Saved data entries:
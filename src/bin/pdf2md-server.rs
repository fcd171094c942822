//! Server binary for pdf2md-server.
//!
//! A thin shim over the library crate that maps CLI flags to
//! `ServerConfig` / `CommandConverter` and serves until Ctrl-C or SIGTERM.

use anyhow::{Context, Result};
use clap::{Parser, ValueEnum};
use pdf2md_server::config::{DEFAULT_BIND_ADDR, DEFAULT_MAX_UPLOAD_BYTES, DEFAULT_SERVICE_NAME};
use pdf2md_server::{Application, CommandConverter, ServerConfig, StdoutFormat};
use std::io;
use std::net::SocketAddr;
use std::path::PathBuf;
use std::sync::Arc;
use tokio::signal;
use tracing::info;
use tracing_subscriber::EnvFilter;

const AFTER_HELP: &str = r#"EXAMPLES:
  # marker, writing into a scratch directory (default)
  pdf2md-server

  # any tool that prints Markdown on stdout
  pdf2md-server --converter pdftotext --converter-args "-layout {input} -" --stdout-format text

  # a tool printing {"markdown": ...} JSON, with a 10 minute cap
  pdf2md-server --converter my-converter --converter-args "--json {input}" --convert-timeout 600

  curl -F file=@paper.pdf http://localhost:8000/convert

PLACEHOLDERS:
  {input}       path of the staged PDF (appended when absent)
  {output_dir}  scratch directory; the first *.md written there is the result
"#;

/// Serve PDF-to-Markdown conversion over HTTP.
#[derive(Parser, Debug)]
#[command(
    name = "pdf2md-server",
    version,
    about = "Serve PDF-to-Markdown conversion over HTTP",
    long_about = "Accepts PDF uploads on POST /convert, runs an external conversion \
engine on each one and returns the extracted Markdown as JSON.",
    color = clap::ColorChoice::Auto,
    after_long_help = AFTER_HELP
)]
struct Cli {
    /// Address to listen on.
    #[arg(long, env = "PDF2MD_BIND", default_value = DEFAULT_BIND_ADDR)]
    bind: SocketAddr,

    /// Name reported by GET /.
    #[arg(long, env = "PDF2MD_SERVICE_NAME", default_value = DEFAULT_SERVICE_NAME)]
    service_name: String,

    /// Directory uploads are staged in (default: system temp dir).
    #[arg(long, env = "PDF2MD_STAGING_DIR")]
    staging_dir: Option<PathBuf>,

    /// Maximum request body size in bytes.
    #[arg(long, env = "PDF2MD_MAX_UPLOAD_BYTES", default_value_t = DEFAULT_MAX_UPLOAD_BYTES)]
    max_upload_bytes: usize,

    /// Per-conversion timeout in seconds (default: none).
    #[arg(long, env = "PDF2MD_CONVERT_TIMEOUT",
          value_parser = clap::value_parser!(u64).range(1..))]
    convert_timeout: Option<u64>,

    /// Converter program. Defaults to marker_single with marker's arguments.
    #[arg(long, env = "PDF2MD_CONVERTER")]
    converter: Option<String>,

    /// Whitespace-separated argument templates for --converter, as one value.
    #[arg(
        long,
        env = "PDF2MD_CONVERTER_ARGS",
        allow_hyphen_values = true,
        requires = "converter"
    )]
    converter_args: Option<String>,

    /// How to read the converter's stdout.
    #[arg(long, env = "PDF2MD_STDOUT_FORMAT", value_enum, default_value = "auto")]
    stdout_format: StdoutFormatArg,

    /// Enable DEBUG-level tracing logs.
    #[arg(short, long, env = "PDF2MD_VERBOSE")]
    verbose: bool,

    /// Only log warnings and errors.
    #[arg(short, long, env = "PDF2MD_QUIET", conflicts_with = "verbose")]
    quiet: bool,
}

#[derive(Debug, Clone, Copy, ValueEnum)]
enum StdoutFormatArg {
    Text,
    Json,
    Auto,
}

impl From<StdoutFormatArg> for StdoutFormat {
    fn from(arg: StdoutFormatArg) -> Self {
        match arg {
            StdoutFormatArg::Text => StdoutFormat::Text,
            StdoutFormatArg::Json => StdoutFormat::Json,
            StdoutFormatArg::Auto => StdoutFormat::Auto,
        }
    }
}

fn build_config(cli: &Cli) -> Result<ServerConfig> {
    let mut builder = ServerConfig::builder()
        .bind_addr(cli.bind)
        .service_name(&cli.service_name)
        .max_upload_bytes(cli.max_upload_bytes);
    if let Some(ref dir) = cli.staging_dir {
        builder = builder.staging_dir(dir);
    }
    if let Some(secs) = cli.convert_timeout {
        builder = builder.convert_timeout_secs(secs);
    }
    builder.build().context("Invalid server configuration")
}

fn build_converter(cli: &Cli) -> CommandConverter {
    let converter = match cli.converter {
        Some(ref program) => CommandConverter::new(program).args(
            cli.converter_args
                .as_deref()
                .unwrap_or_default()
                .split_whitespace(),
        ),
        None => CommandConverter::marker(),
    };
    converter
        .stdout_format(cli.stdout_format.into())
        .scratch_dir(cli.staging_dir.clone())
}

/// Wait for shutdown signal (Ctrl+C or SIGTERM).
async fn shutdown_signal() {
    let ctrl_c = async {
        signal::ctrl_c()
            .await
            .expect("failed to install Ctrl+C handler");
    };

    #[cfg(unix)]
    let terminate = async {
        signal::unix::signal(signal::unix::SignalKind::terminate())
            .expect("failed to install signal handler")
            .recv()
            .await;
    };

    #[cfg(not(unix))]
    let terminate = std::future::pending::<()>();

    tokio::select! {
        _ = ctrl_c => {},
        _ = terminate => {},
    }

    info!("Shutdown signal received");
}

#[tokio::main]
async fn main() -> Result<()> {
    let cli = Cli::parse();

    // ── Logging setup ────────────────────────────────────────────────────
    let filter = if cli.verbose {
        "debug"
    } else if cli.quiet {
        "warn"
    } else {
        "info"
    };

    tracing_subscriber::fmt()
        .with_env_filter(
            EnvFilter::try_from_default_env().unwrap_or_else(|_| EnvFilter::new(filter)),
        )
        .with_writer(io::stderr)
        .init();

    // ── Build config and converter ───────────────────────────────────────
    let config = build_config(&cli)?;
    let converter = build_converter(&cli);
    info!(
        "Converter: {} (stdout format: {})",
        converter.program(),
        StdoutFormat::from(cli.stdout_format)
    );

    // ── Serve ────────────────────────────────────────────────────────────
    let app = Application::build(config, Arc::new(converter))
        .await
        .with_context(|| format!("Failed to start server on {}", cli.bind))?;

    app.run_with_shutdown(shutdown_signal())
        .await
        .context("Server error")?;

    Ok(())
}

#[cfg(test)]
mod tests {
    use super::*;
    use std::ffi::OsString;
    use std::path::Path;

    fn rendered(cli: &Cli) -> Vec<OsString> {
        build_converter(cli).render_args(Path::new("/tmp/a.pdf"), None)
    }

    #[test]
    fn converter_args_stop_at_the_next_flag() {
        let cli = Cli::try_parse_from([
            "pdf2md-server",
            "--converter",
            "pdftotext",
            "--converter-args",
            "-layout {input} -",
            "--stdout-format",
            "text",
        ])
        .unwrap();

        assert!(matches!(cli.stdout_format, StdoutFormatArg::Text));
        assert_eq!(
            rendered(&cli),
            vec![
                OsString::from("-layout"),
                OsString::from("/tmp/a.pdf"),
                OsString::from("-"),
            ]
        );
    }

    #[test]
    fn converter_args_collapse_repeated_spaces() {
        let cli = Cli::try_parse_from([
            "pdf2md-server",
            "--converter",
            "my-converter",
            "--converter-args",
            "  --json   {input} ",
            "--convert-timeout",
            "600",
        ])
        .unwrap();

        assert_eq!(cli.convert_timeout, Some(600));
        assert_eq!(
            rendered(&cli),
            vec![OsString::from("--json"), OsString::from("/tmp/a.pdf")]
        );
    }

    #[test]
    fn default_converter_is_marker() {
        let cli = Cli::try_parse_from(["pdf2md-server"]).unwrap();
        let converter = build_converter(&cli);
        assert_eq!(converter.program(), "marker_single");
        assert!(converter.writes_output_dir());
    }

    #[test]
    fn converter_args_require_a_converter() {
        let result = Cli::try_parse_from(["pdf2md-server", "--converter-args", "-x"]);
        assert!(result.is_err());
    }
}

_WHAT TO PRODUCE_.
Look above and return each line of the records exactly, from the very first through the line with "use tracing::info;", both included.

_FINISHED EXERCISE_.
filename src/bin/pdf2md-server.rs
repository fcd171094c942822
//! Server binary for pdf2md-server.
//!
//! A thin shim over the library crate that maps CLI flags to
//! `ServerConfig` / `CommandConverter` and serves until Ctrl-C or SIGTERM.

use anyhow::{Context, Result};
use clap::{Parser, ValueEnum};
use pdf2md_server::config::{DEFAULT_BIND_ADDR, DEFAULT_MAX_UPLOAD_BYTES, DEFAULT_SERVICE_NAME};
use pdf2md_server::{Application, CommandConverter, ServerConfig, StdoutFormat};
use std::io;
use std::net::SocketAddr;
use std::path::PathBuf;
use std::sync::Arc;
use tokio::signal;
use tracing::info;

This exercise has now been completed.